## Task description
Nothing beyond the line containing "use crate::security::DpapiStore;" should be printed; print each line exactly from the first line of the listing below through it.

::::::::

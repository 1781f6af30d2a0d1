//! DPAPI-encrypted file backend (Windows)
//!
//! Windows Credential Manager caps blobs at a few kilobytes, which a token
//! cache outgrows quickly, so Windows keeps the cache in a file encrypted
//! for the current user. The encrypted file is also the marker.

use std::path::{Path, PathBuf};
use std::sync::Arc;

use super::{suffixed, BackendKind, SecureStorageAccessor, StorageError, PROBE_PATH_SUFFIX};
use crate::fileio::RetryingFileOps;
use crate::observer::{StorageEvent, StorageObserver};
use crate::security::DpapiStore;

/// Cache accessor that keeps a DPAPI-protected blob on disk
pub struct DpapiFileAccessor {
    path: PathBuf,
    dpapi: DpapiStore,
    file_ops: RetryingFileOps,
    observer: Arc<dyn StorageObserver>,
}

impl DpapiFileAccessor {
    pub fn new(path: &Path, file_ops: RetryingFileOps, observer: Arc<dyn StorageObserver>) -> Self {
        Self {
            path: path.to_path_buf(),
            dpapi: DpapiStore::new(),
            file_ops,
            observer,
        }
    }
}

impl SecureStorageAccessor for DpapiFileAccessor {
    fn kind(&self) -> BackendKind {
        BackendKind::DpapiFile
    }

    fn marker_path(&self) -> &Path {
        &self.path
    }

    fn read(&self) -> Result<Option<Vec<u8>>, StorageError> {
        let encrypted = match self.file_ops.read(&self.path) {
            Ok(data) => data,
            Err(e) if e.is_not_found() => return Ok(None),
            Err(e) => return Err(e.into()),
        };
        let data = self
            .dpapi
            .decrypt(&encrypted)
            .map_err(|e| StorageError::unavailable(BackendKind::DpapiFile, e))?;
        self.observer.on_event(&StorageEvent::CacheRead {
            backend: BackendKind::DpapiFile.as_str(),
            bytes: data.len(),
        });
        Ok(Some(data))
    }

    fn write(&self, data: &[u8]) -> Result<(), StorageError> {
        let encrypted = self
            .dpapi
            .encrypt(data)
            .map_err(|e| StorageError::unavailable(BackendKind::DpapiFile, e))?;
        self.file_ops.write(&self.path, &encrypted)?;
        self.file_ops.touch(&self.path)?;
        self.observer.on_event(&StorageEvent::CacheWritten {
            backend: BackendKind::DpapiFile.as_str(),
            bytes: data.len(),
        });
        Ok(())
    }

    fn clear(&self) -> Result<(), StorageError> {
        self.file_ops.delete(&self.path)?;
        self.observer.on_event(&StorageEvent::CacheCleared {
            backend: BackendKind::DpapiFile.as_str(),
        });
        Ok(())
    }

    fn create_for_persistence_validation(
        &self,
    ) -> Result<Box<dyn SecureStorageAccessor>, StorageError> {
        Ok(Box::new(DpapiFileAccessor::new(
            &suffixed(&self.path, PROBE_PATH_SUFFIX),
            self.file_ops.clone(),
            self.observer.clone(),
        )))
    }
}
//! token-cache CLI
//!
//! Inspects and exercises a synchronized token cache from the shell. Also
//! used by the integration tests to drive several processes at once.

use std::fs::OpenOptions;
use std::io::{self, Write};
use std::path::{Path, PathBuf};
use std::sync::Arc;
use std::thread;
use std::time::Duration;

use anyhow::{bail, Context, Result};
use clap::{Parser, Subcommand};
use token_cache_sync::cache::MutatorError;
use token_cache_sync::{
    BackendKind, CacheStorage, CrossProcessLock, StorageConfig, StorageObserver, TracingObserver,
};

#[derive(Parser)]
#[command(name = "token-cache")]
#[command(about = "Cross-process synchronized token cache", version)]
struct Cli {
    /// JSON config file; flags below override its values
    #[arg(long, short = 'c', global = true)]
    config: Option<PathBuf>,

    /// Cache marker path (default: per-user identity service directory)
    #[arg(long, global = true)]
    cache_path: Option<PathBuf>,

    /// Secure store service name
    #[arg(long, global = true)]
    service: Option<String>,

    /// Secure store account name
    #[arg(long, global = true)]
    account: Option<String>,

    /// Backend: auto, keychain, credential-manager, keyring, dpapi-file, plaintext-file
    #[arg(long, global = true)]
    backend: Option<BackendKind>,

    /// Lock wait budget in milliseconds
    #[arg(long, global = true)]
    lock_timeout_ms: Option<u64>,

    #[command(subcommand)]
    command: Commands,
}

#[derive(Subcommand)]
enum Commands {
    /// Print the persisted cache contents
    Show,

    /// Append one line to the cache under the lock
    Append {
        /// Token text to append
        token: String,
    },

    /// Delete the persisted cache
    Clear,

    /// Check that the secure store can write and read back data
    Verify,

    /// Write bracketed lines to a file while holding the cache lock
    Stress {
        /// File that receives "< pid" and "> pid" lines
        #[arg(long)]
        protected_file: PathBuf,

        /// Number of lock/write/unlock rounds
        #[arg(long, default_value_t = 1)]
        iterations: u32,

        /// Sleep between the two lines, in milliseconds
        #[arg(long, default_value_t = 10)]
        hold_ms: u64,
    },

    /// Take the cache lock, print "locked", and keep it for a while
    Hold {
        /// How long to hold the lock, in milliseconds
        #[arg(long, default_value_t = 60_000)]
        ms: u64,
    },
}

fn main() -> Result<()> {
    tracing_subscriber::fmt()
        .with_writer(io::stderr)
        .with_env_filter(
            tracing_subscriber::EnvFilter::from_default_env()
                .add_directive("token_cache_sync=info".parse()?)
                .add_directive("warn".parse()?),
        )
        .init();

    let cli = Cli::parse();
    let config = build_config(&cli)?;
    let observer: Arc<dyn StorageObserver> = Arc::new(TracingObserver);

    match cli.command {
        Commands::Show => run_show(config, observer),
        Commands::Append { token } => run_append(config, observer, token),
        Commands::Clear => run_clear(config, observer),
        Commands::Verify => run_verify(config, observer),
        Commands::Stress {
            protected_file,
            iterations,
            hold_ms,
        } => run_stress(
            &config,
            observer,
            &protected_file,
            iterations,
            Duration::from_millis(hold_ms),
        ),
        Commands::Hold { ms } => run_hold(&config, observer, Duration::from_millis(ms)),
    }
}

fn build_config(cli: &Cli) -> Result<StorageConfig> {
    let mut config = match &cli.config {
        Some(path) => StorageConfig::load(path)
            .with_context(|| format!("Failed to load config {}", path.display()))?,
        None => {
            let cache_path = match &cli.cache_path {
                Some(path) => path.clone(),
                None => StorageConfig::default_cache_dir()
                    .context("No default cache directory; pass --cache-path")?
                    .join("token.cache"),
            };
            StorageConfig::new(cache_path, "token-cache-sync", "default")
        }
    };

    if let Some(path) = &cli.cache_path {
        config.cache_path = path.clone();
    }
    if let Some(service) = &cli.service {
        config.service_name = service.clone();
    }
    if let Some(account) = &cli.account {
        config.account_name = account.clone();
    }
    if let Some(backend) = cli.backend {
        config.backend = backend;
    }
    if let Some(ms) = cli.lock_timeout_ms {
        config.lock_timeout_ms = ms;
    }

    config.validate().context("Invalid configuration")?;
    Ok(config)
}

fn run_show(config: StorageConfig, observer: Arc<dyn StorageObserver>) -> Result<()> {
    let storage = CacheStorage::new(config, observer)?;
    let snapshot = storage.read()?;
    let mut stdout = io::stdout().lock();
    stdout.write_all(snapshot.data())?;
    stdout.flush()?;
    Ok(())
}

fn run_append(
    config: StorageConfig,
    observer: Arc<dyn StorageObserver>,
    token: String,
) -> Result<()> {
    let storage = CacheStorage::new(config, observer)?;
    storage
        .synchronized_update(|current: &[u8]| {
            let mut next = current.to_vec();
            next.extend_from_slice(token.as_bytes());
            next.push(b'\n');
            Ok::<_, MutatorError>(next)
        })
        .context("Failed to append token")?;
    Ok(())
}

fn run_clear(config: StorageConfig, observer: Arc<dyn StorageObserver>) -> Result<()> {
    let storage = CacheStorage::new(config, observer)?;
    storage.clear()?;
    println!("cleared");
    Ok(())
}

fn run_verify(config: StorageConfig, observer: Arc<dyn StorageObserver>) -> Result<()> {
    let storage = CacheStorage::new(config, observer)?;
    let backend = storage.accessor().kind();
    storage
        .verify_persistence()
        .with_context(|| format!("Persistence check failed for backend {}", backend))?;
    println!("ok ({})", backend);
    Ok(())
}

fn run_stress(
    config: &StorageConfig,
    observer: Arc<dyn StorageObserver>,
    protected_file: &Path,
    iterations: u32,
    hold: Duration,
) -> Result<()> {
    if iterations == 0 {
        bail!("--iterations must be at least 1");
    }
    let lock = CrossProcessLock::new(config.lock_path(), config.lock_retry, observer);
    let pid = std::process::id();

    for _ in 0..iterations {
        let handle = lock.acquire(config.lock_timeout())?;
        append_line(protected_file, &format!("< {}", pid))?;
        thread::sleep(hold);
        append_line(protected_file, &format!("> {}", pid))?;
        handle.release()?;
    }
    Ok(())
}

fn run_hold(
    config: &StorageConfig,
    observer: Arc<dyn StorageObserver>,
    duration: Duration,
) -> Result<()> {
    let lock = CrossProcessLock::new(config.lock_path(), config.lock_retry, observer);
    let handle = lock.acquire(config.lock_timeout())?;
    println!("locked");
    io::stdout().flush()?;
    thread::sleep(duration);
    handle.release()?;
    Ok(())
}

fn append_line(path: &Path, line: &str) -> Result<()> {
    let mut file = OpenOptions::new()
        .create(true)
        .append(true)
        .open(path)
        .with_context(|| format!("Failed to open {}", path.display()))?;
    writeln!(file, "{}", line)?;
    Ok(())
}
use chrono::FixedOffset;
use serde::{Deserialize, Serialize};
use uuid::Uuid;

/// Center used before any lookup has succeeded.
pub const FALLBACK_CENTER: Coordinate = Coordinate { lat: 51.505, lng: -0.09 };

/// Span shown before any lookup has succeeded.
pub const WIDE_SPAN: Span = Span { lat_delta: 0.5, lng_delta: 0.5 };

/// Span used once a result is on the map.
pub const FOCUSED_SPAN: Span = Span { lat_delta: 0.02, lng_delta: 0.02 };

/// Geolocation result as returned by the API.
///
/// The default (empty) record means "no query yet".
#[derive(Debug, Clone, PartialEq, Default, Serialize, Deserialize)]
pub struct LocationRecord {
    pub ip: String,
    pub time_zone: TimeZoneInfo,
    pub country_name: String,
    pub city: String,
    pub zipcode: String,
    pub isp: String,
    /// Degrees, transmitted as a string.
    pub latitude: String,
    /// Degrees, transmitted as a string.
    pub longitude: String,
}

impl LocationRecord {
    pub fn is_empty(&self) -> bool {
        self.ip.is_empty()
    }
}

#[derive(Debug, Clone, Copy, PartialEq, Default, Serialize, Deserialize)]
pub struct TimeZoneInfo {
    /// Hours from UTC, possibly fractional.
    pub offset: f64,
}

impl TimeZoneInfo {
    /// The offset as a chrono timezone, if it is within +/- 24h.
    pub fn fixed_offset(&self) -> Option<FixedOffset> {
        if !self.offset.is_finite() {
            return None;
        }
        let secs = (self.offset * 3600.0).round();
        FixedOffset::east_opt(secs as i32)
    }
}

#[derive(Debug, Clone, Copy, PartialEq, Serialize, Deserialize)]
pub struct Coordinate {
    pub lat: f64,
    pub lng: f64,
}

#[derive(Debug, Clone, Copy, PartialEq, Serialize, Deserialize)]
pub struct Span {
    pub lat_delta: f64,
    pub lng_delta: f64,
}

/// Visible map center and zoom extent.
#[derive(Debug, Clone, Copy, PartialEq, Serialize, Deserialize)]
pub struct MapFocus {
    pub center: Coordinate,
    pub span: Span,
}

impl MapFocus {
    pub fn focused_on(center: Coordinate) -> Self {
        Self { center, span: FOCUSED_SPAN }
    }
}

impl Default for MapFocus {
    fn default() -> Self {
        Self { center: FALLBACK_CENTER, span: WIDE_SPAN }
    }
}

/// Point annotation for the most recently looked-up address.
#[derive(Debug, Clone, PartialEq)]
pub struct Marker {
    pub id: Uuid,
    pub coordinate: Coordinate,
}

impl Marker {
    pub fn new(coordinate: Coordinate) -> Self {
        Self { id: Uuid::new_v4(), coordinate }
    }
}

::::::::

## Written answer
repository 1781f6af30d2a0d1
//! DPAPI-encrypted file backend (Windows)
//!
//! Windows Credential Manager caps blobs at a few kilobytes, which a token
//! cache outgrows quickly, so Windows keeps the cache in a file encrypted
//! for the current user. The encrypted file is also the marker.

use std::path::{Path, PathBuf};
use std::sync::Arc;

use super::{suffixed, BackendKind, SecureStorageAccessor, StorageError, PROBE_PATH_SUFFIX};
use crate::fileio::RetryingFileOps;
use crate::observer::{StorageEvent, StorageObserver};
use crate::security::DpapiStore;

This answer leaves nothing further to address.